**GOAL OF THE EXERCISE**
The lines to reproduce from the material below are those from the one containing "pub fn as_str(&self)" through the one containing "#[derive(Clone, Default)]", both included; write them out exactly and add nothing.

'''

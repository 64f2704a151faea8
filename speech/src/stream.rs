//! Audio output stream seam.
//!
//! A provider owns at most one [`AudioOutputStream`], opened through a
//! [`StreamFactory`] from the settings current at open time. The stream does
//! the network and playback work; the provider only opens and closes it.

use crate::settings::TtsSettings;
use crate::utils::gen_id;
use om1_core::Result;
use parking_lot::RwLock;
use serde::{Deserialize, Serialize};
use std::sync::Arc;

/// One synthesis request, serialized as the JSON request body.
#[derive(Clone, Debug, PartialEq, Eq, Serialize, Deserialize)]
pub struct TtsRequest {
    #[serde(skip)]
    pub id: String,
    pub text: String,
    pub voice_id: String,
    pub model_id: String,
    pub output_format: String,
    #[serde(skip_serializing_if = "Option::is_none")]
    pub elevenlabs_api_key: Option<String>,
}

impl TtsRequest {
    /// Build a request for `text` from the given settings.
    pub fn from_settings(text: impl Into<String>, settings: &TtsSettings) -> Self {
        Self {
            id: gen_id(),
            text: text.into(),
            voice_id: settings.voice_id.clone(),
            model_id: settings.model_id.clone(),
            output_format: settings.output_format.clone(),
            elevenlabs_api_key: settings.provider_api_key.clone(),
        }
    }
}

/// Playback state reported to registered callbacks.
#[derive(Clone, Copy, Debug, PartialEq, Eq)]
pub enum TtsState {
    Active,
    Inactive,
}

impl TtsState {
    pub fn as_str(&self) -> &'static str {
        match self {
            TtsState::Active => "active",
            TtsState::Inactive => "inactive",
        }
    }
}

pub type TtsStateCallback = Arc<dyn Fn(TtsState) + Send + Sync>;

/// Shared list of playback state callbacks.
///
/// Clones share the same list, so callbacks registered on the provider after a
/// stream was opened still reach that stream.
#[derive(Clone, Default)]
pub struct TtsStateNotifier {
    callbacks: Arc<RwLock<Vec<TtsStateCallback>>>,
}

impl TtsStateNotifier {
    pub fn new() -> Self {
        Self::default()
    }

    pub fn register(&self, callback: TtsStateCallback) {
        self.callbacks.write().push(callback);
    }

    pub fn notify(&self, state: TtsState) {
        // Call outside the lock; a callback may register another.
        let callbacks: Vec<TtsStateCallback> = self.callbacks.read().clone();
        for cb in callbacks {
            cb(state);
        }
    }
}

/// An open audio output channel.
#[cfg_attr(test, mockall::automock)]
pub trait AudioOutputStream: Send {
    /// Queue a request for synthesis and playback.
    fn add_request(&self, request: TtsRequest) -> Result<()>;

    /// Requests queued and not yet taken by the stream.
    fn pending(&self) -> usize;

    /// Release the stream. Queued requests are discarded. Must not wait for
    /// work in progress; an implementation may wait for it when dropped.
    fn close(&mut self) -> Result<()>;
}

/// Opens audio output streams bound to a settings snapshot.
#[cfg_attr(test, mockall::automock)]
pub trait StreamFactory: Send + Sync {
    fn open(
        &self,
        settings: &TtsSettings,
        notifier: TtsStateNotifier,
    ) -> Result<Box<dyn AudioOutputStream>>;
}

'''

**SOLUTION**
    pub fn as_str(&self) -> &'static str {
        match self {
            TtsState::Active => "active",
            TtsState::Inactive => "inactive",
        }
    }
}

pub type TtsStateCallback = Arc<dyn Fn(TtsState) + Send + Sync>;

/// Shared list of playback state callbacks.
///
/// Clones share the same list, so callbacks registered on the provider after a
/// stream was opened still reach that stream.
#[derive(Clone, Default)]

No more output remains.